A salmon troller in Southeast Alaska.

The troll fishery in the southeast area of the U.S. state of Alaska is faced with a possible shutdown due to a lawsuit alleging the chinook salmon its catches is vital food for a struggling population of endangered killer whales.

In 2020, the Wild Fish Conservancy, an environmental nonprofit organization based in Seattle, Washington, U.S.A. sued the National Marine Fisheries Service, claiming its 2019 biological opinion did not properly account for the effects the fishery had on the Southern Resident population of killer whales and salmon that spawn in the U.S. states of Washington and Oregon, in violation of the Endangered Species Act. WFC blames the decline of the local killer whale population in Puget Sound – there are now 73 orcas in the pod, down from 98 in 1995 – on a decline in chinook salmon availability it blames partially on the fishery.

In its biological opinion, NMFS said the fishery’s incidental take would be offset by funding production of more chinook in Washington and Oregon hatcheries to "meaningfully increase" prey availability for the Southern Resident orcas, according to the Ketchikan Daily News. But in 2021, U.S. Magistrate Judge Michelle L. Peterson Chambers ruled the biological opinion issued by NMFS was out of compliance with the Endangered Species Act. The agency is currently rewriting its opinion, but the question remains whether the Alaska troll fishery will be able to operate or not.

In a ruling on an appeal of the case in December 2022, U.S. District Court Judge Richard Jones recommended the fishery be suspended under the incidental take statement, a provision within the Pacific Salmon Treaty that allows Alaska trollers to take wild chinooks throughout the year. A final decision by Jones is expected in February 2023.

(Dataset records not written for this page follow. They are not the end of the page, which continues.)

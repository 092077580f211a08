use std::net::SocketAddr;
use std::path::{Path, PathBuf};

use serde::Deserialize;
use thiserror::Error;

#[derive(Debug, Error)]
pub enum ConfigError {
    #[error("failed to read config file: {0}")]
    Read(#[source] std::io::Error),
    #[error("failed to parse config file: {0}")]
    Parse(#[source] serde_yaml::Error),
}

#[derive(Debug, Clone, Default, Deserialize)]
#[serde(default)]
pub struct Config {
    pub server: ServerSettings,
    pub ad_blocking: AdBlockSettings,
    /// File extensions (with leading dot) that bypass the upstream proxy.
    pub direct_extensions: Vec<String>,
    /// Host substrings identifying CDN-like domains that bypass the upstream proxy.
    pub direct_domains: Vec<String>,
    pub logging: LoggingSettings,
}

#[derive(Debug, Clone, Deserialize)]
#[serde(default)]
pub struct ServerSettings {
    pub http_port: u16,
    pub https_mitm: bool,
    pub ca_cert: Option<PathBuf>,
    pub ca_key: Option<PathBuf>,
    pub max_idle_conns: usize,
    pub max_idle_conns_per_host: usize,
    /// Seconds an idle pooled connection may live before being closed.
    pub idle_conn_timeout: u64,
    pub tls_handshake_timeout: u64,
    pub expect_continue_timeout: u64,
    pub read_buffer_size: usize,
    pub write_buffer_size: usize,
}

impl Default for ServerSettings {
    fn default() -> Self {
        Self {
            http_port: 8888,
            https_mitm: false,
            ca_cert: None,
            ca_key: None,
            max_idle_conns: 10_000,
            max_idle_conns_per_host: 100,
            idle_conn_timeout: 90,
            tls_handshake_timeout: 10,
            expect_continue_timeout: 1,
            read_buffer_size: 64 * 1024,
            write_buffer_size: 64 * 1024,
        }
    }
}

#[derive(Debug, Clone, Deserialize)]
#[serde(default)]
pub struct AdBlockSettings {
    pub enabled: bool,
    pub domains_file: PathBuf,
}

impl Default for AdBlockSettings {
    fn default() -> Self {
        Self {
            enabled: false,
            domains_file: "ad_domains.yaml".into(),
        }
    }
}

#[derive(Debug, Clone, Deserialize)]
#[serde(default)]
pub struct LoggingSettings {
    pub level: String,
    pub format: String,
}

impl Default for LoggingSettings {
    fn default() -> Self {
        Self {
            level: "info".into(),
            format: "text".into(),
        }
    }
}

/// Schema of the standalone ad-domains file.
#[derive(Debug, Default, Deserialize)]
pub struct AdDomainsFile {
    #[serde(default)]
    pub ad_domains: Vec<String>,
}

impl Config {
    pub fn load(path: &Path) -> Result<Config, ConfigError> {
        let data = std::fs::read(path).map_err(ConfigError::Read)?;
        let mut config: Config = serde_yaml::from_slice(&data).map_err(ConfigError::Parse)?;

        // An explicitly empty list means "use the stock list", same as an
        // absent one.
        if config.direct_extensions.is_empty() {
            config.direct_extensions = default_direct_extensions();
        }
        if config.direct_domains.is_empty() {
            config.direct_domains = default_direct_domains();
        }

        Ok(config)
    }

    pub fn listen_addr(&self) -> SocketAddr {
        SocketAddr::from(([0, 0, 0, 0], self.server.http_port))
    }
}

pub fn load_ad_domains(path: &Path) -> Result<Vec<String>, ConfigError> {
    let data = std::fs::read(path).map_err(ConfigError::Read)?;
    let parsed: AdDomainsFile = serde_yaml::from_slice(&data).map_err(ConfigError::Parse)?;
    Ok(parsed.ad_domains)
}

pub fn default_direct_extensions() -> Vec<String> {
    [
        ".js", ".css", ".jpg", ".jpeg", ".png", ".gif", ".ico", ".svg", ".webp", ".woff",
        ".woff2", ".ttf", ".eot", ".mp4", ".webm", ".mp3", ".wav", ".pdf", ".zip", ".gz", ".tar",
        ".rar", ".7z",
    ]
    .iter()
    .map(|ext| ext.to_string())
    .collect()
}

pub fn default_direct_domains() -> Vec<String> {
    [
        "cdn.", "cdnjs.", "cloudflare.", "googleapis.", "gstatic.", "unpkg.com", "jsdelivr.net",
        "bootstrapcdn.com", "jquery.com", "staticfile.org", "akamai.", "fastly.", "cloudfront.",
    ]
    .iter()
    .map(|domain| domain.to_string())
    .collect()
}

#[cfg(test)]
mod tests {
    use super::*;
    use std::io::Write;

    fn write_config(contents: &str) -> tempfile::NamedTempFile {
        let mut file = tempfile::NamedTempFile::new().expect("create temp file");
        file.write_all(contents.as_bytes()).expect("write temp file");
        file
    }

    #[test]
    fn empty_config_uses_defaults() {
        let file = write_config("{}");
        let config = Config::load(file.path()).expect("load config");

        assert_eq!(config.server.http_port, 8888);
        assert!(!config.server.https_mitm);
        assert_eq!(config.server.max_idle_conns, 10_000);
        assert_eq!(config.server.max_idle_conns_per_host, 100);
        assert_eq!(config.server.idle_conn_timeout, 90);
        assert_eq!(config.server.read_buffer_size, 65_536);
        assert_eq!(config.logging.level, "info");
        assert_eq!(
            config.ad_blocking.domains_file,
            PathBuf::from("ad_domains.yaml")
        );
        assert!(config.direct_extensions.contains(&".js".to_string()));
        assert!(config.direct_domains.contains(&"cdn.".to_string()));
    }

    #[test]
    fn explicit_values_override_defaults() {
        let file = write_config(
            "server:\n  http_port: 9000\n  https_mitm: true\n  max_idle_conns_per_host: 7\n\
             ad_blocking:\n  enabled: true\n  domains_file: /tmp/ads.yaml\n\
             direct_extensions: [\".wasm\"]\n\
             logging:\n  level: debug\n  format: json\n",
        );
        let config = Config::load(file.path()).expect("load config");

        assert_eq!(config.server.http_port, 9000);
        assert!(config.server.https_mitm);
        assert_eq!(config.server.max_idle_conns_per_host, 7);
        assert!(config.ad_blocking.enabled);
        assert_eq!(config.direct_extensions, vec![".wasm".to_string()]);
        // unset field keeps its default
        assert_eq!(config.server.idle_conn_timeout, 90);
        assert_eq!(config.logging.format, "json");
        assert_eq!(config.listen_addr().port(), 9000);
    }

    #[test]
    fn ad_domains_file_parses() {
        let file = write_config("ad_domains:\n  - doubleclick.net\n  - ads.example.com\n");
        let domains = load_ad_domains(file.path()).expect("load ad domains");
        assert_eq!(domains, vec!["doubleclick.net", "ads.example.com"]);
    }

    #[test]
    fn missing_config_file_is_an_error() {
        let err = Config::load(Path::new("/nonexistent/config.yaml")).unwrap_err();
        assert!(matches!(err, ConfigError::Read(_)));
    }
}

According to Amy Daugherty, executive director of Alaska Trollers Association in Juneau, Alaska, action in the courts could precede the realignment of legal language.

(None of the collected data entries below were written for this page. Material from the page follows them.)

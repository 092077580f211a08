use base64::engine::general_purpose::STANDARD as BASE64;
use base64::Engine as _;
use http::header::HeaderValue;
use thiserror::Error;
use tracing::debug;

/// Transport scheme of an upstream proxy.
#[derive(Debug, Clone, Copy, PartialEq, Eq, Hash)]
pub enum UpstreamScheme {
    Http,
    Socks5,
}

impl UpstreamScheme {
    pub fn as_str(self) -> &'static str {
        match self {
            UpstreamScheme::Http => "http",
            UpstreamScheme::Socks5 => "socks5",
        }
    }
}

#[derive(Debug, Clone, PartialEq, Eq)]
pub struct UpstreamCredentials {
    pub username: String,
    pub password: String,
}

/// A concrete forwarder derived from the client's proxy credentials,
/// immutable for the lifetime of the request that carried them.
#[derive(Debug, Clone, PartialEq, Eq)]
pub struct Upstream {
    pub scheme: UpstreamScheme,
    pub host: String,
    pub port: u16,
    pub credentials: Option<UpstreamCredentials>,
}

impl Upstream {
    /// `host:port` form used when dialing the upstream itself.
    pub fn authority(&self) -> String {
        format!("{}:{}", self.host, self.port)
    }

    /// Key under which transports for this upstream are pooled.
    pub fn cache_key(&self) -> String {
        format!("{}:{}:{}", self.scheme.as_str(), self.host, self.port)
    }
}

/// Failures extracting the Basic credential pair from the
/// `Proxy-Authorization` header.
#[derive(Debug, Error, PartialEq, Eq)]
pub enum AuthError {
    #[error("proxy authentication required")]
    Missing,
    #[error("authorization scheme is not Basic")]
    NotBasic,
    #[error("invalid base64 in authorization header")]
    InvalidBase64,
    #[error("invalid credential format")]
    InvalidCredentials,
}

/// Failures turning a credential pair into an [`Upstream`].
#[derive(Debug, Error, PartialEq, Eq)]
pub enum UpstreamError {
    #[error("invalid schema: {0}, must be http or socks5")]
    InvalidScheme(String),
    #[error("failed to decode password: invalid base64")]
    InvalidPayload,
    #[error("upstream payload is not valid UTF-8")]
    NotUtf8,
    #[error("invalid upstream format, expected host:port")]
    InvalidFormat,
    #[error("invalid upstream port: {0}")]
    InvalidPort(String),
}

/// Some clients wrap base64 at 76 columns; strip anything resembling
/// whitespace before decoding.
fn strip_ascii_whitespace(value: &str) -> String {
    value
        .chars()
        .filter(|c| !matches!(c, '\n' | '\r' | ' ' | '\t'))
        .collect()
}

/// Extracts the `(user, pass)` pair from a `Proxy-Authorization` header.
/// Both halves must be non-empty.
pub fn basic_credentials(header: Option<&HeaderValue>) -> Result<(String, String), AuthError> {
    let header = header.ok_or(AuthError::Missing)?;
    let value = header.to_str().map_err(|_| AuthError::NotBasic)?;
    let token = value.strip_prefix("Basic ").ok_or(AuthError::NotBasic)?;

    let token = strip_ascii_whitespace(token);
    let decoded = BASE64.decode(&token).map_err(|_| AuthError::InvalidBase64)?;
    let decoded = String::from_utf8(decoded).map_err(|_| AuthError::InvalidCredentials)?;

    let (user, pass) = decoded
        .split_once(':')
        .ok_or(AuthError::InvalidCredentials)?;
    if user.is_empty() || pass.is_empty() {
        return Err(AuthError::InvalidCredentials);
    }

    Ok((user.to_string(), pass.to_string()))
}

/// Parses the upstream descriptor from a Basic credential pair: the user
/// names the scheme, the password is `base64(host:port[:user:pass])`.
pub fn parse_upstream(username: &str, password: &str) -> Result<Upstream, UpstreamError> {
    let schema = username.to_ascii_lowercase();
    let scheme = match schema.as_str() {
        "http" => UpstreamScheme::Http,
        "socks5" => UpstreamScheme::Socks5,
        _ => return Err(UpstreamError::InvalidScheme(schema)),
    };

    let payload = strip_ascii_whitespace(password);
    debug!(
        schema = schema.as_str(),
        payload_len = payload.len(),
        head = payload.get(..payload.len().min(20)).unwrap_or(""),
        tail = payload.get(payload.len().saturating_sub(20)..).unwrap_or(""),
        "parsing upstream from credentials"
    );

    let decoded = BASE64
        .decode(&payload)
        .map_err(|_| UpstreamError::InvalidPayload)?;
    let decoded = String::from_utf8(decoded).map_err(|_| UpstreamError::NotUtf8)?;

    // The fourth field absorbs any remaining colons so passwords may
    // contain them.
    let parts: Vec<&str> = decoded.splitn(4, ':').collect();
    if parts.len() < 2 {
        return Err(UpstreamError::InvalidFormat);
    }

    let port: u16 = parts[1]
        .parse()
        .map_err(|_| UpstreamError::InvalidPort(parts[1].to_string()))?;
    if port == 0 {
        return Err(UpstreamError::InvalidPort(parts[1].to_string()));
    }

    let credentials = if parts.len() >= 4 {
        Some(UpstreamCredentials {
            username: parts[2].to_string(),
            password: parts[3].to_string(),
        })
    } else {
        None
    };

    Ok(Upstream {
        scheme,
        host: parts[0].to_string(),
        port,
        credentials,
    })
}

/// Encodes a `user:pass` pair as a Basic authorization token.
pub fn encode_basic(username: &str, password: &str) -> String {
    BASE64.encode(format!("{username}:{password}"))
}

#[cfg(test)]
mod tests {
    use super::*;

    fn header(value: &str) -> HeaderValue {
        HeaderValue::from_str(value).expect("valid header value")
    }

    #[test]
    fn missing_header_is_rejected() {
        assert_eq!(basic_credentials(None), Err(AuthError::Missing));
    }

    #[test]
    fn non_basic_scheme_is_rejected() {
        let value = header("Bearer abcdef");
        assert_eq!(basic_credentials(Some(&value)), Err(AuthError::NotBasic));
    }

    #[test]
    fn empty_user_or_password_is_rejected() {
        let value = header(&format!("Basic {}", BASE64.encode("user:")));
        assert_eq!(
            basic_credentials(Some(&value)),
            Err(AuthError::InvalidCredentials)
        );
        let value = header(&format!("Basic {}", BASE64.encode(":pass")));
        assert_eq!(
            basic_credentials(Some(&value)),
            Err(AuthError::InvalidCredentials)
        );
    }

    #[test]
    fn basic_credentials_round_trip() {
        let token = encode_basic("socks5", "cGF5bG9hZA==");
        let value = header(&format!("Basic {token}"));
        let (user, pass) = basic_credentials(Some(&value)).expect("valid credentials");
        assert_eq!(user, "socks5");
        assert_eq!(pass, "cGF5bG9hZA==");
    }

    #[test]
    fn password_keeps_colons_after_first_split() {
        let value = header(&format!("Basic {}", BASE64.encode("http:a:b:c")));
        let (user, pass) = basic_credentials(Some(&value)).expect("valid credentials");
        assert_eq!(user, "http");
        assert_eq!(pass, "a:b:c");
    }

    #[test]
    fn parses_upstream_without_credentials() {
        let upstream =
            parse_upstream("http", &BASE64.encode("proxy.example.com:8080")).expect("parses");
        assert_eq!(upstream.scheme, UpstreamScheme::Http);
        assert_eq!(upstream.host, "proxy.example.com");
        assert_eq!(upstream.port, 8080);
        assert_eq!(upstream.credentials, None);
        assert_eq!(upstream.cache_key(), "http:proxy.example.com:8080");
    }

    #[test]
    fn parses_upstream_with_credentials() {
        let upstream =
            parse_upstream("SOCKS5", &BASE64.encode("10.0.0.1:1080:alice:s3cret")).expect("parses");
        assert_eq!(upstream.scheme, UpstreamScheme::Socks5);
        assert_eq!(upstream.host, "10.0.0.1");
        assert_eq!(upstream.port, 1080);
        assert_eq!(
            upstream.credentials,
            Some(UpstreamCredentials {
                username: "alice".into(),
                password: "s3cret".into(),
            })
        );
    }

    #[test]
    fn upstream_password_absorbs_trailing_colons() {
        let upstream =
            parse_upstream("http", &BASE64.encode("host:80:user:pa:ss:word")).expect("parses");
        let credentials = upstream.credentials.expect("credentials present");
        assert_eq!(credentials.username, "user");
        assert_eq!(credentials.password, "pa:ss:word");
    }

    #[test]
    fn line_wrapped_base64_is_accepted() {
        let encoded = BASE64.encode("1.2.3.4:8080");
        let (head, tail) = encoded.split_at(8);
        let wrapped = format!("{head}\r\n {tail}\t");
        let upstream = parse_upstream("http", &wrapped).expect("parses despite whitespace");
        assert_eq!(upstream.host, "1.2.3.4");
        assert_eq!(upstream.port, 8080);
        assert_eq!(upstream, parse_upstream("http", &encoded).expect("parses"));
    }

    #[test]
    fn invalid_scheme_is_rejected() {
        let err = parse_upstream("ftp", &BASE64.encode("host:80")).unwrap_err();
        assert_eq!(err, UpstreamError::InvalidScheme("ftp".into()));
        assert_eq!(
            err.to_string(),
            "invalid schema: ftp, must be http or socks5"
        );
    }

    #[test]
    fn single_field_payload_is_rejected() {
        let err = parse_upstream("http", &BASE64.encode("justahost")).unwrap_err();
        assert_eq!(err, UpstreamError::InvalidFormat);
    }

    #[test]
    fn bad_port_is_rejected() {
        let err = parse_upstream("http", &BASE64.encode("host:notaport")).unwrap_err();
        assert_eq!(err, UpstreamError::InvalidPort("notaport".into()));
        let err = parse_upstream("http", &BASE64.encode("host:0")).unwrap_err();
        assert_eq!(err, UpstreamError::InvalidPort("0".into()));
        let err = parse_upstream("http", &BASE64.encode("host:65536")).unwrap_err();
        assert_eq!(err, UpstreamError::InvalidPort("65536".into()));
    }

    #[test]
    fn garbage_payload_is_rejected() {
        assert_eq!(
            parse_upstream("http", "!!not-base64!!").unwrap_err(),
            UpstreamError::InvalidPayload
        );
    }
}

“That leaves us in the precarious position of getting shut down,” Daugherty said.

The association has struggled with financing its representation in court, Daugherty said.

“We’re going it alone,” Daugherty said. “We’ve been doing a lot of fundraising.”

Meanwhile, the Wild Fish Conservancy, the state of Alaska and the Alaska Trollers Association have entered the fray in a battle of data as it relates to how many chinooks will make it to the bellies of the beleaguered killer whales under NMFS’ amended plan.

The Wild Fish Conservancy claims that 97 percent of the troll-caught chinooks originate in drainages outside of Alaska. The Alaska Department of Fish and Game, meanwhile, estimates that between 30 and 80 percent of the fish in the harvest come from drainages outside of Alaska, and that the percentages vary each year.

Additional information gleaned from in-fishery sampling of the troll fishery estimates that the Alaska fleet caught a total of 917 chinooks of Puget Sound origin in a period from 2009 to 2018.

Daugherty and others fault dams, pollution, whale watching, and other stressors throughout the Pacific Northwest as critical factors in the dwindling killer whales.

“We’re catching less than half of our [salmon] allocation all these years, and now they’re pointing their fingers at us,” she said.

Jeff Farvour, a Sitka, Alaska-based salmon troller and Alaska Trollers Association board member, said the fleet doesn’t have any significant impact on the Southern Resident killer whale population.

"Their range is from Southern California to Haida Gwaii. The farther you get from their epicenter in Puget Sound, the less impact fishing will have on their access to prey,” he said.

Farvour said fishing moratorium would wipe out the tax base of many small communities in Southeast Alaska.

"Clearly our community will suffer severe economic hardship if the Southeast Alaska troll fishery is closed," Farvour said. "Each troller and commercial fishing operation is a small business.”

Several Southeast Alaska communities have contributed to the fishery’s legal defense fund, including Craig, Petersburg, Meyers Chuck, Pelican, and Sitka, which has contributed USD 25,000 (EUR 23,000).

Alaska Department of Fish and Game Commissioner Doug Vincent-Lang wrote in a declaration submitted to Jones the trollers face a loss of up to one third of their total earning potential if the fishery is closed.

Doug Vincent-Lang has said his department is prepared to dedicate resources toward an appeal if Jones rules the fishery must be shut down.